RECORDS PROVIDED: Begin

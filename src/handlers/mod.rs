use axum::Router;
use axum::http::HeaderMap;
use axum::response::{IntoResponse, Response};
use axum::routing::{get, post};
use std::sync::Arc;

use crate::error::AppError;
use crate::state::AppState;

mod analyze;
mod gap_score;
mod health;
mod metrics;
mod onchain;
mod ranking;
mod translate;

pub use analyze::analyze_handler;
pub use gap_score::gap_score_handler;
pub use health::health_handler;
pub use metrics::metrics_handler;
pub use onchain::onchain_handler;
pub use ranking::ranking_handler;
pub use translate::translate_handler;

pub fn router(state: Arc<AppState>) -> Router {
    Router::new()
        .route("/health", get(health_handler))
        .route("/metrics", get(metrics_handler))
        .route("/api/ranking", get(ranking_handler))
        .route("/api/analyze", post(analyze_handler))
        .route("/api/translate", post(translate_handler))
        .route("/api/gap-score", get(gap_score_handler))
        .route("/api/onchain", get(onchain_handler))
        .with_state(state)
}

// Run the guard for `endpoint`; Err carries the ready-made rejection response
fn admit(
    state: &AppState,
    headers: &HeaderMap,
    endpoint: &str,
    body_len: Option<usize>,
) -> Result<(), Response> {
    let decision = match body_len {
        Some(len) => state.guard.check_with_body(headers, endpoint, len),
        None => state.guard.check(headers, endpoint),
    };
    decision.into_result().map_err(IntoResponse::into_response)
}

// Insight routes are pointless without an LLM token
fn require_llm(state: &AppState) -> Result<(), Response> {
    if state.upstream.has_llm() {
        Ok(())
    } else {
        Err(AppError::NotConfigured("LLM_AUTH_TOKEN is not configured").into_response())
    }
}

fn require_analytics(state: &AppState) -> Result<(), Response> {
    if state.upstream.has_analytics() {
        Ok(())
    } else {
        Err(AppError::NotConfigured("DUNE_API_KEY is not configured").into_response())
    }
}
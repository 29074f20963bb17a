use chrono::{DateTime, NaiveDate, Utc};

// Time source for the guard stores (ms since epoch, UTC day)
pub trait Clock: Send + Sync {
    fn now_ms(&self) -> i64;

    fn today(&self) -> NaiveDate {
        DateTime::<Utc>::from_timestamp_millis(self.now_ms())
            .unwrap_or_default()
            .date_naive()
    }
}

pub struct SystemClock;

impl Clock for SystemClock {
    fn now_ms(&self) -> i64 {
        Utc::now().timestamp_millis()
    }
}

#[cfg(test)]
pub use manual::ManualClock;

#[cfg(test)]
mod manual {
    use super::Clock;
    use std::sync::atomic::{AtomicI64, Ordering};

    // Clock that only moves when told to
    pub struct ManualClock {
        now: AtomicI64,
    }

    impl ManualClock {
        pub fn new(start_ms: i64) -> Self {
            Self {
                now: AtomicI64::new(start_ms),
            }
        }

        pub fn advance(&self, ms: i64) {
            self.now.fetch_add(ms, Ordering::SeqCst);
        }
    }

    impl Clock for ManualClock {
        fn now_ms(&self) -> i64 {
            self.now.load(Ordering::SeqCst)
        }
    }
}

RECORDS PROVIDED: End

■ EXERCISE DIRECTIONS ■
Write out each entry exactly, and omit nothing.

■ RESPONSE AREA ■
filename src/handlers/mod.rs
use axum::Router;
use axum::http::HeaderMap;
use axum::response::{IntoResponse, Response};
use axum::routing::{get, post};
use std::sync::Arc;

use crate::error::AppError;
use crate::state::AppState;

mod analyze;
mod gap_score;
mod health;
mod metrics;
mod onchain;
mod ranking;
mod translate;

pub use analyze::analyze_handler;
pub use gap_score::gap_score_handler;
pub use health::health_handler;
pub use metrics::metrics_handler;
pub use onchain::onchain_handler;
pub use ranking::ranking_handler;
pub use translate::translate_handler;

pub fn router(state: Arc<AppState>) -> Router {
    Router::new()
        .route("/health", get(health_handler))
        .route("/metrics", get(metrics_handler))
        .route("/api/ranking", get(ranking_handler))
        .route("/api/analyze", post(analyze_handler))
        .route("/api/translate", post(translate_handler))
        .route("/api/gap-score", get(gap_score_handler))
        .route("/api/onchain", get(onchain_handler))
        .with_state(state)
}

// Run the guard for `endpoint`; Err carries the ready-made rejection response
fn admit(
    state: &AppState,
    headers: &HeaderMap,
    endpoint: &str,
    body_len: Option<usize>,
) -> Result<(), Response> {
    let decision = match body_len {
        Some(len) => state.guard.check_with_body(headers, endpoint, len),
        None => state.guard.check(headers, endpoint),
    };
    decision.into_result().map_err(IntoResponse::into_response)
}

// Insight routes are pointless without an LLM token
fn require_llm(state: &AppState) -> Result<(), Response> {
    if state.upstream.has_llm() {
        Ok(())
    } else {
        Err(AppError::NotConfigured("LLM_AUTH_TOKEN is not configured").into_response())
    }
}

fn require_analytics(state: &AppState) -> Result<(), Response> {
    if state.upstream.has_analytics() {
        Ok(())
    } else {
        Err(AppError::NotConfigured("DUNE_API_KEY is not configured").into_response())
    }
}
repository 29074f20963bb17a
use chrono::{DateTime, NaiveDate, Utc};

// Time source for the guard stores (ms since epoch, UTC day)
pub trait Clock: Send + Sync {
    fn now_ms(&self) -> i64;

    fn today(&self) -> NaiveDate {
        DateTime::<Utc>::from_timestamp_millis(self.now_ms())
            .unwrap_or_default()
            .date_naive()
    }
}

pub struct SystemClock;

impl Clock for SystemClock {
    fn now_ms(&self) -> i64 {
        Utc::now().timestamp_millis()
    }
}

#[cfg(test)]
pub use manual::ManualClock;

#[cfg(test)]
mod manual {
    use super::Clock;
    use std::sync::atomic::{AtomicI64, Ordering};

    // Clock that only moves when told to
    pub struct ManualClock {
        now: AtomicI64,
    }

    impl ManualClock {
        pub fn new(start_ms: i64) -> Self {
            Self {
                now: AtomicI64::new(start_ms),
            }
        }

        pub fn advance(&self, ms: i64) {
            self.now.fetch_add(ms, Ordering::SeqCst);
        }
    }

    impl Clock for ManualClock {
        fn now_ms(&self) -> i64 {
            self.now.load(Ordering::SeqCst)
        }
    }
}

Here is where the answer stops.